### TASK DETAILS
Wherever the string "LongIntVar" shows up in the data below, copy the whole line.

### AVAILABLE RECORDS
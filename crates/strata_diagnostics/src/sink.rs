//! Thread-safe diagnostic accumulator.

use crate::code::DiagnosticCode;
use crate::diagnostic::Diagnostic;
use crate::severity::Severity;
use std::sync::atomic::{AtomicUsize, Ordering};
use std::sync::{Mutex, MutexGuard};

/// A thread-safe accumulator for diagnostics emitted during lowering.
///
/// The error count is tracked atomically so `has_errors` checks never lock the
/// diagnostic vector.
pub struct DiagnosticSink {
    diagnostics: Mutex<Vec<Diagnostic>>,
    error_count: AtomicUsize,
}

impl DiagnosticSink {
    /// Creates a new empty diagnostic sink.
    pub fn new() -> Self {
        Self {
            diagnostics: Mutex::new(Vec::new()),
            error_count: AtomicUsize::new(0),
        }
    }

    /// Emits a diagnostic into the sink.
    pub fn emit(&self, diag: Diagnostic) {
        if diag.severity == Severity::Error {
            self.error_count.fetch_add(1, Ordering::Relaxed);
        }
        self.lock().push(diag);
    }

    /// Returns `true` if any error-severity diagnostics have been emitted.
    pub fn has_errors(&self) -> bool {
        self.error_count.load(Ordering::Relaxed) > 0
    }

    /// Returns the number of error-severity diagnostics emitted so far.
    pub fn error_count(&self) -> usize {
        self.error_count.load(Ordering::Relaxed)
    }

    /// Takes all accumulated diagnostics, leaving the sink empty.
    pub fn take_all(&self) -> Vec<Diagnostic> {
        std::mem::take(&mut *self.lock())
    }

    /// Returns a snapshot of all accumulated diagnostics without draining.
    pub fn diagnostics(&self) -> Vec<Diagnostic> {
        self.lock().clone()
    }

    /// Returns the number of diagnostics of the given severity.
    pub fn count(&self, severity: Severity) -> usize {
        self.lock().iter().filter(|d| d.severity == severity).count()
    }

    /// Returns the diagnostics carrying `code`, in emission order.
    pub fn with_code(&self, code: DiagnosticCode) -> Vec<Diagnostic> {
        self.lock().iter().filter(|d| d.code == code).cloned().collect()
    }

    fn lock(&self) -> MutexGuard<'_, Vec<Diagnostic>> {
        self.diagnostics
            .lock()
            .unwrap_or_else(|poisoned| poisoned.into_inner())
    }
}

impl Default for DiagnosticSink {
    fn default() -> Self {
        Self::new()
    }
}

#[cfg(test)]
mod tests {
    use super::*;
    use crate::code::{Category, DiagnosticCode};
    use strata_source::Loc;

    fn make_error() -> Diagnostic {
        Diagnostic::error(
            DiagnosticCode::new(Category::Error, 300),
            "test error",
            Loc::DUMMY,
        )
    }

    fn make_warning() -> Diagnostic {
        Diagnostic::warning(
            DiagnosticCode::new(Category::Warning, 300),
            "test warning",
            Loc::DUMMY,
        )
    }

    #[test]
    fn empty_sink() {
        let sink = DiagnosticSink::new();
        assert!(!sink.has_errors());
        assert_eq!(sink.error_count(), 0);
        assert!(sink.take_all().is_empty());
    }

    #[test]
    fn emit_error() {
        let sink = DiagnosticSink::new();
        sink.emit(make_error());
        assert!(sink.has_errors());
        assert_eq!(sink.error_count(), 1);
    }

    #[test]
    fn emit_warning_not_error() {
        let sink = DiagnosticSink::new();
        sink.emit(make_warning());
        assert!(!sink.has_errors());
        assert_eq!(sink.diagnostics().len(), 1);
    }

    #[test]
    fn take_all_drains_but_keeps_count() {
        let sink = DiagnosticSink::new();
        sink.emit(make_error());
        sink.emit(make_warning());
        assert_eq!(sink.take_all().len(), 2);
        assert!(sink.take_all().is_empty());
        assert_eq!(sink.error_count(), 1);
    }

    #[test]
    fn count_by_severity_and_code() {
        let sink = DiagnosticSink::new();
        sink.emit(make_error());
        sink.emit(make_warning());
        sink.emit(make_warning());
        assert_eq!(sink.count(Severity::Warning), 2);
        assert_eq!(sink.count(Severity::Note), 0);
        let warnings = sink.with_code(DiagnosticCode::new(Category::Warning, 300));
        assert_eq!(warnings.len(), 2);
        assert!(sink.with_code(DiagnosticCode::new(Category::Error, 301)).is_empty());
    }

    #[test]
    fn thread_safety() {
        use std::sync::Arc;
        use std::thread;

        let sink = Arc::new(DiagnosticSink::new());
        let handles: Vec<_> = (0..8)
            .map(|_| {
                let sink = Arc::clone(&sink);
                thread::spawn(move || {
                    for _ in 0..50 {
                        sink.emit(make_error());
                    }
                })
            })
            .collect();
        for h in handles {
            h.join().unwrap();
        }
        assert_eq!(sink.error_count(), 400);
        assert_eq!(sink.diagnostics().len(), 400);
    }
}
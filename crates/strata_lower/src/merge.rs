//! Merging lowered children into an existing unit.
//!
//! A unit can receive the same declaration twice: once from a port and once
//! from the net behind it, or once from the generic body and once from an
//! instance. [`add_or_replace_child`] keeps one node per name and carries over
//! what the earlier node knew. Anonymous initial blocks are collapsed into a
//! single INITIAL/BLOCK placed before the first ALWAYS.

use strata_ast::{Ast, NodeId, NodeKind};
use strata_common::{Ident, InternalError, StrataResult};
use strata_source::Loc;

fn is_anonymous_initial(ast: &Ast, id: NodeId) -> bool {
    let node = ast.node(id);
    node.kind == NodeKind::Initial && ast.resolve(node.name).is_empty()
}

fn first_always(ast: &Ast, parent: NodeId) -> Option<usize> {
    ast.children(parent)
        .iter()
        .position(|&c| ast.kind(c) == NodeKind::Always)
}

fn insert_before_always(ast: &mut Ast, parent: NodeId, child: NodeId) {
    match first_always(ast, parent) {
        Some(pos) => ast.insert_child(parent, pos, child),
        None => ast.push_child(parent, child),
    }
}

/// Adds `child` to `parent`, replacing a same-named child if one exists.
pub fn add_or_replace_child(ast: &mut Ast, parent: NodeId, child: NodeId) -> StrataResult<()> {
    let name = ast.node(child).name;
    if !ast.resolve(name).is_empty() {
        if let Some(old) = ast.find_child_named(parent, name) {
            if old != child {
                inherit(ast, old, child);
                ast.replace_child(parent, old, child);
            }
            return Ok(());
        }
    }

    if is_anonymous_initial(ast, child) {
        let existing = ast
            .children(parent)
            .iter()
            .copied()
            .find(|&c| is_anonymous_initial(ast, c));
        match existing {
            Some(initial) => merge_initial(ast, initial, child)?,
            None => insert_before_always(ast, parent, child),
        }
        return Ok(());
    }

    ast.push_child(parent, child);
    Ok(())
}

/// Copies the port role, children, and ranges of `old` onto `new` where `new`
/// lacks them.
fn inherit(ast: &mut Ast, old: NodeId, new: NodeId) {
    let old_node = ast.node(old).clone();
    if old_node.flags.is_input || old_node.flags.is_output {
        let n = ast.node_mut(new);
        n.flags.is_input = old_node.flags.is_input;
        n.flags.is_output = old_node.flags.is_output;
        n.port_id = old_node.port_id;
        if n.kind == NodeKind::Memory {
            n.kind = NodeKind::Wire;
        }
    }

    if !old_node.children.is_empty() && ast.children(new).is_empty() {
        for &c in &old_node.children {
            let copy = ast.clone_subtree(c);
            if ast.kind(copy) == NodeKind::WireType {
                let ty = ast.node(copy).name;
                let n = ast.node_mut(new);
                n.flags.is_custom_type = true;
                n.decl.wiretype.get_or_insert(ty);
            }
            ast.push_child(new, copy);
        }
    }

    if ast.node(new).decl.packed.is_empty() && !old_node.decl.packed.is_empty() {
        let copies: Vec<NodeId> = old_node.decl.packed.iter().map(|&r| ast.clone_subtree(r)).collect();
        ast.node_mut(new).decl.packed = copies;
    }
    if ast.node(new).decl.unpacked.is_empty() && !old_node.decl.unpacked.is_empty() {
        let copies: Vec<NodeId> = old_node.decl.unpacked.iter().map(|&r| ast.clone_subtree(r)).collect();
        ast.node_mut(new).decl.unpacked = copies;
    }
}

fn initial_block(ast: &Ast, initial: NodeId) -> StrataResult<NodeId> {
    match ast.children(initial).first() {
        Some(&b) if ast.kind(b) == NodeKind::Block => Ok(b),
        _ => Err(InternalError::new(
            "anonymous initial block does not start with a statement block",
        )),
    }
}

fn merge_initial(ast: &mut Ast, into: NodeId, from: NodeId) -> StrataResult<()> {
    let block = initial_block(ast, into)?;
    let incoming = ast.children(from).to_vec();
    let Some((&first, rest)) = incoming.split_first() else {
        return Ok(());
    };
    if ast.kind(first) == NodeKind::Block {
        for stmt in ast.children(first).to_vec() {
            ast.push_child(block, stmt);
        }
    } else {
        ast.push_child(block, first);
    }
    for &c in rest {
        ast.push_child(into, c);
    }
    Ok(())
}

/// Places `var = expr` into the single anonymous INITIAL/BLOCK of `module`,
/// creating it before the first ALWAYS if needed.
///
/// The assignment goes before the first blocking assignment already present.
pub fn place_default_assign(ast: &mut Ast, module: NodeId, var: Ident, expr: NodeId, loc: Loc) -> StrataResult<()> {
    let existing = ast
        .children(module)
        .iter()
        .copied()
        .find(|&c| is_anonymous_initial(ast, c));
    let initial = match existing {
        Some(i) => i,
        None => {
            let block = ast.mk(NodeKind::Block, loc);
            let initial = ast.mk_with(NodeKind::Initial, loc, vec![block]);
            insert_before_always(ast, module, initial);
            initial
        }
    };
    let block = initial_block(ast, initial)?;
    let target = ast.mk_ident_id(var, loc);
    let assign = ast.mk_with(NodeKind::AssignEq, loc, vec![target, expr]);
    let pos = ast
        .children(block)
        .iter()
        .position(|&c| ast.kind(c) == NodeKind::AssignEq);
    match pos {
        Some(p) => ast.insert_child(block, p, assign),
        None => ast.push_child(block, assign),
    }
    Ok(())
}
//! Node identifiers.

strata_common::define_id!(
    /// Opaque, copyable identifier for a node in an [`Ast`](crate::Ast).
    NodeId
);
//! Configuration file loading and validation.

use crate::error::ConfigError;
use crate::types::StrataConfig;
use std::io::ErrorKind;
use std::path::Path;

/// File name looked up by [`load_config`].
pub const CONFIG_FILE_NAME: &str = "strata.toml";

/// Loads and validates `strata.toml` from a directory.
///
/// A missing file yields the default configuration.
pub fn load_config(dir: &Path) -> Result<StrataConfig, ConfigError> {
    let config_path = dir.join(CONFIG_FILE_NAME);
    match std::fs::read_to_string(&config_path) {
        Ok(content) => load_config_from_str(&content),
        Err(e) if e.kind() == ErrorKind::NotFound => Ok(StrataConfig::default()),
        Err(e) => Err(e.into()),
    }
}

/// Parses and validates a `strata.toml` configuration from a string.
pub fn load_config_from_str(content: &str) -> Result<StrataConfig, ConfigError> {
    let config: StrataConfig =
        toml::from_str(content).map_err(|e| ConfigError::ParseError(e.to_string()))?;
    validate_config(&config)?;
    Ok(config)
}

/// Checks that configuration values are usable.
pub fn validate_config(config: &StrataConfig) -> Result<(), ConfigError> {
    if config.lower.paramod_name_limit == 0 {
        return Err(ConfigError::ValidationError(
            "lower.paramod_name_limit must be greater than 0".to_string(),
        ));
    }
    Ok(())
}
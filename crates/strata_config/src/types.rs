//! Configuration types deserialized from `strata.toml`.

use serde::Deserialize;

/// Default length above which a specialized module's parameter string is hashed.
pub const DEFAULT_PARAMOD_NAME_LIMIT: usize = 60;

/// The top-level configuration parsed from `strata.toml`.
#[derive(Debug, Default, Clone, Deserialize, PartialEq, Eq)]
#[serde(deny_unknown_fields)]
pub struct StrataConfig {
    /// Lowering engine settings.
    #[serde(default)]
    pub lower: LowerConfig,
    /// Diagnostic output settings.
    #[serde(default)]
    pub output: OutputConfig,
}

/// Settings for the lowering engine.
#[derive(Debug, Clone, Deserialize, PartialEq, Eq)]
#[serde(default)]
pub struct LowerConfig {
    /// Report unhandled input as errors instead of warnings.
    pub stop_on_error: bool,
    /// Drop immediate assertions instead of lowering them.
    pub no_assert: bool,
    /// Emit a trace note for every visited design object.
    pub debug: bool,
    /// Maximum parameter-string length embedded literally in a specialized
    /// module name; longer strings are replaced by a digest.
    pub paramod_name_limit: usize,
}

impl Default for LowerConfig {
    fn default() -> Self {
        Self {
            stop_on_error: false,
            no_assert: false,
            debug: false,
            paramod_name_limit: DEFAULT_PARAMOD_NAME_LIMIT,
        }
    }
}

/// Diagnostic output settings.
#[derive(Debug, Default, Clone, Deserialize, PartialEq, Eq)]
pub struct OutputConfig {
    /// How diagnostics are printed.
    #[serde(default)]
    pub format: OutputFormat,
}

/// Diagnostic rendering format.
#[derive(Debug, Default, Clone, Copy, Deserialize, PartialEq, Eq)]
#[serde(rename_all = "lowercase")]
pub enum OutputFormat {
    /// Human-readable terminal output (default).
    #[default]
    Text,
    /// One JSON object per line.
    Json,
}
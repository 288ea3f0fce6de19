//! The closed set of object kinds a design database can contain.

use serde::{Deserialize, Serialize};
use std::fmt;

/// The kind of a design-database object.
///
/// Lowering matches on this enum exhaustively; a kind it cannot lower in a
/// given context is reported as a diagnostic rather than silently skipped.
#[derive(Clone, Copy, PartialEq, Eq, Hash, Debug, Serialize, Deserialize)]
#[serde(rename_all = "snake_case")]
pub enum ObjectKind {
    // Containers
    /// The elaborated design root.
    Design,
    /// A module definition or instance.
    Module,
    /// A package.
    Package,
    /// An interface definition or instance.
    Interface,
    /// A modport of an interface.
    Modport,
    /// A program block.
    Program,
    /// A generate scope.
    GenScope,
    /// An array of generate scopes.
    GenScopeArray,
    /// A package import item.
    Import,

    // Declarations
    /// A module or interface port.
    Port,
    /// A task or function argument.
    IoDecl,
    /// A scalar or vector net.
    Net,
    /// A net of struct type.
    StructNet,
    /// A net of enum type.
    EnumNet,
    /// An unpacked array of nets.
    ArrayNet,
    /// A packed array of nets.
    PackedArrayNet,
    /// A `logic` variable.
    LogicVar,
    /// A `bit` variable.
    BitVar,
    /// An `int` variable.
    IntVar,
    /// An `integer` variable.
    IntegerVar,
    /// A `shortint` variable.
    ShortIntVar,
    /// A `longint` variable.
    LongIntVar,
    /// A `byte` variable.
    ByteVar,
    /// A `real` variable.
    RealVar,
    /// A `string` variable.
    StringVar,
    /// A variable of enum type.
    EnumVar,
    /// A variable of struct type.
    StructVar,
    /// An unpacked array variable.
    ArrayVar,
    /// A packed array variable.
    PackedArrayVar,
    /// A parameter or localparam.
    Parameter,
    /// A parameter value assignment.
    ParamAssign,

    // Types
    /// A `logic` typespec.
    LogicTypespec,
    /// A `bit` typespec.
    BitTypespec,
    /// An `int` typespec.
    IntTypespec,
    /// An `integer` typespec.
    IntegerTypespec,
    /// A `real` typespec.
    RealTypespec,
    /// A `string` typespec.
    StringTypespec,
    /// A packed struct typespec.
    StructTypespec,
    /// A packed union typespec.
    UnionTypespec,
    /// An enum typespec.
    EnumTypespec,
    /// An unpacked array typespec.
    ArrayTypespec,
    /// A packed array typespec.
    PackedArrayTypespec,
    /// A struct or union member.
    TypespecMember,
    /// An enum item.
    EnumConst,
    /// A range `[left:right]`.
    Range,

    // Processes and statements
    /// A continuous assignment.
    ContAssign,
    /// A procedural assignment.
    Assignment,
    /// An `always` process.
    Always,
    /// An `initial` process.
    Initial,
    /// An event control `@(...) stmt`.
    EventControl,
    /// An unnamed `begin ... end` block.
    Begin,
    /// A named `begin : name ... end` block.
    NamedBegin,
    /// An `if` statement.
    If,
    /// An `if ... else` statement.
    IfElse,
    /// A `for` loop.
    For,
    /// A `case` statement.
    Case,
    /// A `case` item.
    CaseItem,
    /// A `repeat` loop.
    Repeat,
    /// A `return` statement.
    Return,
    /// A delay control `#n stmt`.
    DelayControl,
    /// An immediate assertion.
    ImmediateAssert,
    /// A function declaration.
    Function,
    /// A task declaration.
    Task,

    // Expressions
    /// An operator application.
    Operation,
    /// A literal.
    Constant,
    /// A reference to a named object.
    RefObj,
    /// A reference to a variable.
    RefVar,
    /// A single-index select `x[i]`.
    BitSelect,
    /// A part select `x[l:r]`.
    PartSelect,
    /// An indexed part select `x[b+:w]` or `x[b-:w]`.
    IndexedPartSelect,
    /// A multi-index select `x[i][j]`.
    VarSelect,
    /// A hierarchical path `a.b.c`.
    HierPath,
    /// A system function call such as `$signed`.
    SysFuncCall,
    /// A user function call.
    FuncCall,
    /// A user task call.
    TaskCall,
    /// A tagged pattern `'{field: value}`.
    TaggedPattern,
}

impl ObjectKind {
    /// Returns the human-readable name used in diagnostics, e.g. `cont_assign`.
    pub fn name(self) -> String {
        let debug = format!("{self:?}");
        let mut out = String::with_capacity(debug.len() + 4);
        for (i, c) in debug.chars().enumerate() {
            if c.is_ascii_uppercase() {
                if i > 0 {
                    out.push('_');
                }
                out.push(c.to_ascii_lowercase());
            } else {
                out.push(c);
            }
        }
        out
    }

    /// Returns `true` for the variable kinds.
    pub fn is_variable(self) -> bool {
        matches!(
            self,
            ObjectKind::LogicVar
                | ObjectKind::BitVar
                | ObjectKind::IntVar
                | ObjectKind::IntegerVar
                | ObjectKind::ShortIntVar
                | ObjectKind::LongIntVar
                | ObjectKind::ByteVar
                | ObjectKind::RealVar
                | ObjectKind::StringVar
                | ObjectKind::EnumVar
                | ObjectKind::StructVar
                | ObjectKind::ArrayVar
                | ObjectKind::PackedArrayVar
        )
    }

    /// Returns `true` for the net kinds.
    pub fn is_net(self) -> bool {
        matches!(
            self,
            ObjectKind::Net
                | ObjectKind::StructNet
                | ObjectKind::EnumNet
                | ObjectKind::ArrayNet
                | ObjectKind::PackedArrayNet
        )
    }

    /// Returns `true` for the typespec kinds.
    pub fn is_typespec(self) -> bool {
        matches!(
            self,
            ObjectKind::LogicTypespec
                | ObjectKind::BitTypespec
                | ObjectKind::IntTypespec
                | ObjectKind::IntegerTypespec
                | ObjectKind::RealTypespec
                | ObjectKind::StringTypespec
                | ObjectKind::StructTypespec
                | ObjectKind::UnionTypespec
                | ObjectKind::EnumTypespec
                | ObjectKind::ArrayTypespec
                | ObjectKind::PackedArrayTypespec
        )
    }
}

impl fmt::Display for ObjectKind {
    fn fmt(&self, f: &mut fmt::Formatter<'_>) -> fmt::Result {
        f.write_str(&self.name())
    }
}

#[cfg(test)]
mod tests {
    use super::*;

    #[test]
    fn names_are_snake_case() {
        assert_eq!(ObjectKind::ContAssign.name(), "cont_assign");
        assert_eq!(ObjectKind::Design.name(), "design");
        assert_eq!(ObjectKind::GenScopeArray.to_string(), "gen_scope_array");
    }

    #[test]
    fn name_matches_serde_tag() {
        for kind in [
            ObjectKind::IndexedPartSelect,
            ObjectKind::PackedArrayTypespec,
            ObjectKind::IoDecl,
        ] {
            let json = serde_json::to_string(&kind).unwrap();
            assert_eq!(json, format!("\"{}\"", kind.name()));
        }
    }

    #[test]
    fn classification() {
        assert!(ObjectKind::StructVar.is_variable());
        assert!(!ObjectKind::StructVar.is_net());
        assert!(ObjectKind::ArrayNet.is_net());
        assert!(ObjectKind::EnumTypespec.is_typespec());
        assert!(!ObjectKind::TypespecMember.is_typespec());
    }
}
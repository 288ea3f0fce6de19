//! Secondary locations attached to a diagnostic.

use serde::{Deserialize, Serialize};
use strata_source::Loc;

/// The visual style of a diagnostic label.
#[derive(Clone, Copy, PartialEq, Eq, Debug, Serialize, Deserialize)]
pub enum LabelStyle {
    /// The object that triggered the diagnostic.
    Primary,
    /// A related object, such as the generic module behind a specialization.
    Secondary,
}

/// A source location within a diagnostic with an explanatory message.
#[derive(Clone, Debug, Serialize, Deserialize)]
pub struct Label {
    /// The location this label points at.
    pub loc: Loc,
    /// The message rendered next to the location.
    pub message: String,
    /// Whether this is a primary or secondary label.
    pub style: LabelStyle,
}

impl Label {
    /// Creates a primary label.
    pub fn primary(loc: Loc, message: impl Into<String>) -> Self {
        Self {
            loc,
            message: message.into(),
            style: LabelStyle::Primary,
        }
    }

    /// Creates a secondary label.
    pub fn secondary(loc: Loc, message: impl Into<String>) -> Self {
        Self {
            loc,
            message: message.into(),
            style: LabelStyle::Secondary,
        }
    }
}

#[cfg(test)]
mod tests {
    use super::*;

    #[test]
    fn constructors_set_style() {
        assert_eq!(Label::primary(Loc::DUMMY, "here").style, LabelStyle::Primary);
        let l = Label::secondary(Loc::DUMMY, "declared here");
        assert_eq!(l.style, LabelStyle::Secondary);
        assert_eq!(l.message, "declared here");
    }
}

### RESULT BELOW
    LongIntVar,
                | ObjectKind::LongIntVar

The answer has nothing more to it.